*Directions:*
Among the entries that follow, the required portion opens with the line containing "are left out" and closes with the line containing "paths are joined". Give that portion again exactly, and nothing else.
· · · ·
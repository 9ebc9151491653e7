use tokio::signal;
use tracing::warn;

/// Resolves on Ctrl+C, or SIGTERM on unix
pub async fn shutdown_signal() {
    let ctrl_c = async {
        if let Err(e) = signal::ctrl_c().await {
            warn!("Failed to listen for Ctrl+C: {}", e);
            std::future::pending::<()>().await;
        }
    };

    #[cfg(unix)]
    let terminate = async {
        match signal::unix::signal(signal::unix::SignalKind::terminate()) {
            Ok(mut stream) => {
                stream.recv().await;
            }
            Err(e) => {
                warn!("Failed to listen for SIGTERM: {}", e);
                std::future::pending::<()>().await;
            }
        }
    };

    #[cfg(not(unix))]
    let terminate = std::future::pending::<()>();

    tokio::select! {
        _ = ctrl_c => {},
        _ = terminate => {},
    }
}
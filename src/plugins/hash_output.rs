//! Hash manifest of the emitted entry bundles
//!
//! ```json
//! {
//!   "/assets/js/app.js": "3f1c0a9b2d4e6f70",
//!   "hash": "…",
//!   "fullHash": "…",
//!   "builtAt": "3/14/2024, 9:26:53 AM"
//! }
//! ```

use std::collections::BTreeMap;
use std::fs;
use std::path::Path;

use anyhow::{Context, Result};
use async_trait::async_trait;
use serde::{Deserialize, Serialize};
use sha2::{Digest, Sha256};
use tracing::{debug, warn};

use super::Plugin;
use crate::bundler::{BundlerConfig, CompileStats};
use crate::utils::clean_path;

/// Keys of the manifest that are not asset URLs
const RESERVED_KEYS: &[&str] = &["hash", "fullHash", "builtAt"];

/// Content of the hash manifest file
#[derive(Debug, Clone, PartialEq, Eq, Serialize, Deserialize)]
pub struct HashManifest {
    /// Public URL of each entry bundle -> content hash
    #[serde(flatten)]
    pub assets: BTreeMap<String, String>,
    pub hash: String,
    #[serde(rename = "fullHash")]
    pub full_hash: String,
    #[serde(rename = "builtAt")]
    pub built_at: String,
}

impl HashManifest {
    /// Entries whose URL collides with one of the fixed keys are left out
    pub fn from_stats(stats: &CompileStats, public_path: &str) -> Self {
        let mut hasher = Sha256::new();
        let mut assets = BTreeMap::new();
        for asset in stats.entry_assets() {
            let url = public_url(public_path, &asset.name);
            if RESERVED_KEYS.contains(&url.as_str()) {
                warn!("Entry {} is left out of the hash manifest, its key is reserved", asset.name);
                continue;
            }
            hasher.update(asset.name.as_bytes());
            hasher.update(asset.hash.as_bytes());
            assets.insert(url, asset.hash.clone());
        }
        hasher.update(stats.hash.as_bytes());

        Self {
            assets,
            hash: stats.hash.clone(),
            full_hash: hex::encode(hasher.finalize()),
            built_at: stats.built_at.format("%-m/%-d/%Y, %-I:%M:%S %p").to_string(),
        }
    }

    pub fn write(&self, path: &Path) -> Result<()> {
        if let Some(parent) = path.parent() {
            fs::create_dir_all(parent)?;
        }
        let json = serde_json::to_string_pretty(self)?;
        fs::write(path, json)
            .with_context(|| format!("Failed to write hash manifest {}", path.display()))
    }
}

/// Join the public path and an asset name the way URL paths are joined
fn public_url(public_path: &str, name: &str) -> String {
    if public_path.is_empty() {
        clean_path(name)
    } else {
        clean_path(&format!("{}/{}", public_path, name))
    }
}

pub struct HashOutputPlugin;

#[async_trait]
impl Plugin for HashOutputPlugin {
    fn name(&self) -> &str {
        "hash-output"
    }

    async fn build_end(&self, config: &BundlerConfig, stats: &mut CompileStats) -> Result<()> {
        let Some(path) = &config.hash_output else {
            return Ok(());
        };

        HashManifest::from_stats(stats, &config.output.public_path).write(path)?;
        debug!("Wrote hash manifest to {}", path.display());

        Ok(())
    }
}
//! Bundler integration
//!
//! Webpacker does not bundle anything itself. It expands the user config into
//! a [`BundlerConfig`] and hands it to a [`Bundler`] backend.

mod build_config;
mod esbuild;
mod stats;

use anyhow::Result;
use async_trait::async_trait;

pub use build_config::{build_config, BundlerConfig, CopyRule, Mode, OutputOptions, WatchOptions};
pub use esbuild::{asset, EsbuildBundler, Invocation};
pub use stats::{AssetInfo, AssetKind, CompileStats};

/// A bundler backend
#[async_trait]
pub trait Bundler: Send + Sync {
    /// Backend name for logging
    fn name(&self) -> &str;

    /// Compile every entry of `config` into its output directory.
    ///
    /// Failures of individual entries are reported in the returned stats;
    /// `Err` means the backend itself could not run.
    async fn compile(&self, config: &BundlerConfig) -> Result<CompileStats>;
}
· · · ·
*Answer to the problem:*
    /// Entries whose URL collides with one of the fixed keys are left out
    pub fn from_stats(stats: &CompileStats, public_path: &str) -> Self {
        let mut hasher = Sha256::new();
        let mut assets = BTreeMap::new();
        for asset in stats.entry_assets() {
            let url = public_url(public_path, &asset.name);
            if RESERVED_KEYS.contains(&url.as_str()) {
                warn!("Entry {} is left out of the hash manifest, its key is reserved", asset.name);
                continue;
            }
            hasher.update(asset.name.as_bytes());
            hasher.update(asset.hash.as_bytes());
            assets.insert(url, asset.hash.clone());
        }
        hasher.update(stats.hash.as_bytes());

        Self {
            assets,
            hash: stats.hash.clone(),
            full_hash: hex::encode(hasher.finalize()),
            built_at: stats.built_at.format("%-m/%-d/%Y, %-I:%M:%S %p").to_string(),
        }
    }

    pub fn write(&self, path: &Path) -> Result<()> {
        if let Some(parent) = path.parent() {
            fs::create_dir_all(parent)?;
        }
        let json = serde_json::to_string_pretty(self)?;
        fs::write(path, json)
            .with_context(|| format!("Failed to write hash manifest {}", path.display()))
    }
}

/// Join the public path and an asset name the way URL paths are joined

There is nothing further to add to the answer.